**Task goal**
From the records below, state how many lines include the word "PassArgs", giving only that number.
BEGIN Source data
//! Key-guarded scheduling pass.

use std::path::Path;

use super::{emit, PassArgs, Session};

pub fn run(config: Option<&Path>, key: Option<String>, args: PassArgs) -> Result<i32, Box<dyn std::error::Error>> {
    let session = Session::open(config, args.fixture.as_deref())?;
    let response = session.ctx.trigger_schedule_at(key.as_deref(), args.now());
    session.finish(args.save)?;
    emit(&response)
}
END Source data
**Exercise response**
2